# Mobile Broadband In Spain



## paul44 (May 19, 2009)

Does anyone have this via a dogle and can you advise costs and what limits?

Thanks


----------



## Solwriter (Jan 10, 2012)

I have a Vodaphone usb dongle as backup for when our internet goes down (as it does, frequently). 
I also use one in the UK, but in neither case do I find them satisfactory.

When I bought my spanish dongle in 2010, I had a choice of several plans, one day, one week, or one month and was offered different download allowances in GBs. But I do not know if this still applies for new customers.
You have to purchase the dongle in the first place (cost me about 40 euros, I think) and then pay for usage. Unlimited is 49 euros a month.
So it´s not cheap by any stretch of the imagination.
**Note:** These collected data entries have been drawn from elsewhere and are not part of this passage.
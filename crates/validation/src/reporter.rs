//! Turns rule failures into register entries.

use core::fmt::Display;

use saftpt_core::{ErrorRegister, ValidationError};

use crate::config::ValidationConfig;
use crate::rules::{MessageCatalog, Rule, Severity, format_message, template};

/// Formats findings through the catalog and appends them to the register,
/// dropping rules whose group is switched off.
pub struct Reporter<'a> {
    register: &'a ErrorRegister,
    catalog: &'a dyn MessageCatalog,
    config: ValidationConfig,
}

impl<'a> Reporter<'a> {
    pub fn new(
        register: &'a ErrorRegister,
        catalog: &'a dyn MessageCatalog,
        config: ValidationConfig,
    ) -> Self {
        Self {
            register,
            catalog,
            config,
        }
    }

    pub fn config(&self) -> &ValidationConfig {
        &self.config
    }

    pub fn is_enabled(&self, rule: Rule) -> bool {
        self.config.is_enabled(rule.group())
    }

    /// Record `rule` about `document` with positional message arguments.
    pub fn report(&self, rule: Rule, document: Option<&str>, args: &[&dyn Display]) {
        if !self.is_enabled(rule) {
            return;
        }
        let args: Vec<String> = args.iter().map(|a| a.to_string()).collect();
        let message = format_message(&template(self.catalog, rule), &args);
        match rule.severity() {
            Severity::Error => self.register.add_validation_error(ValidationError {
                code: rule.key().to_string(),
                document: document.map(str::to_string),
                message,
            }),
            Severity::Warning => self.register.add_warning(message),
        }
    }
}

#[cfg(test)]
mod tests {
    use super::*;
    use crate::rules::BuiltinCatalog;

    #[test]
    fn disabled_groups_are_dropped() {
        let register = ErrorRegister::new();
        let config = ValidationConfig {
            tax: false,
            ..ValidationConfig::default()
        };
        let reporter = Reporter::new(&register, &BuiltinCatalog, config);

        reporter.report(Rule::TaxMissing, Some("FT A/1"), &[&"FT A/1", &1]);
        assert!(!register.has_errors());

        reporter.report(Rule::DebitAndCredit, Some("FT A/1"), &[&"FT A/1", &1]);
        let errors = register.validation_errors();
        assert_eq!(errors.len(), 1);
        assert_eq!(errors[0].code, "debit_and_credit");
        assert_eq!(errors[0].document.as_deref(), Some("FT A/1"));
        assert_eq!(errors[0].message, "FT A/1: line 1 declares both DebitAmount and CreditAmount");
    }

    #[test]
    fn warnings_go_to_the_warning_category() {
        let register = ErrorRegister::new();
        let reporter = Reporter::new(&register, &BuiltinCatalog, ValidationConfig::default());
        reporter.report(Rule::FieldMalformed, Some("FT A/1"), &[&"FT A/1", &"GrossTotal", &"1,0"]);
        assert!(!register.has_errors());
        assert_eq!(register.warnings().len(), 1);
    }
}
I also found that the last time I went back to the UK, this summer, the UK dongle I had bought there on my previous visit was no longer working, so had no alternative but to purchase a new one. I was also told that I could not transfer dongle usage between Spain and the UK. However, I believe this is actually possible now, if you state you want to do this at the outset.

As for limits....
If you pay for a particular GB package (as I do in the UK), it goes very quickly and once you have used the maximum of your allowance, you may still be able to access the net, but very, very slowly.
I do find the unlimited access a problem too, however, as it very much depends where you are as to how good internet speeds are (most are dire). I have yet to find anywhere in Southern Spain where my dongle reader shows more than two bands and others I have spoken to say the same.

But if you google _3G internet access_ for the area you will be staying in, you should at least get an idea how good 3g mobile coverage is in that area.

I know you are referring to mobile use, but for netbook or laptop use too, dongle usage is a problem.
If you cannot access the internet any other way than with a dongle, then go for it, as you have no choice.
But be aware that the cost of the thing in no way relates to the service you will get.


----------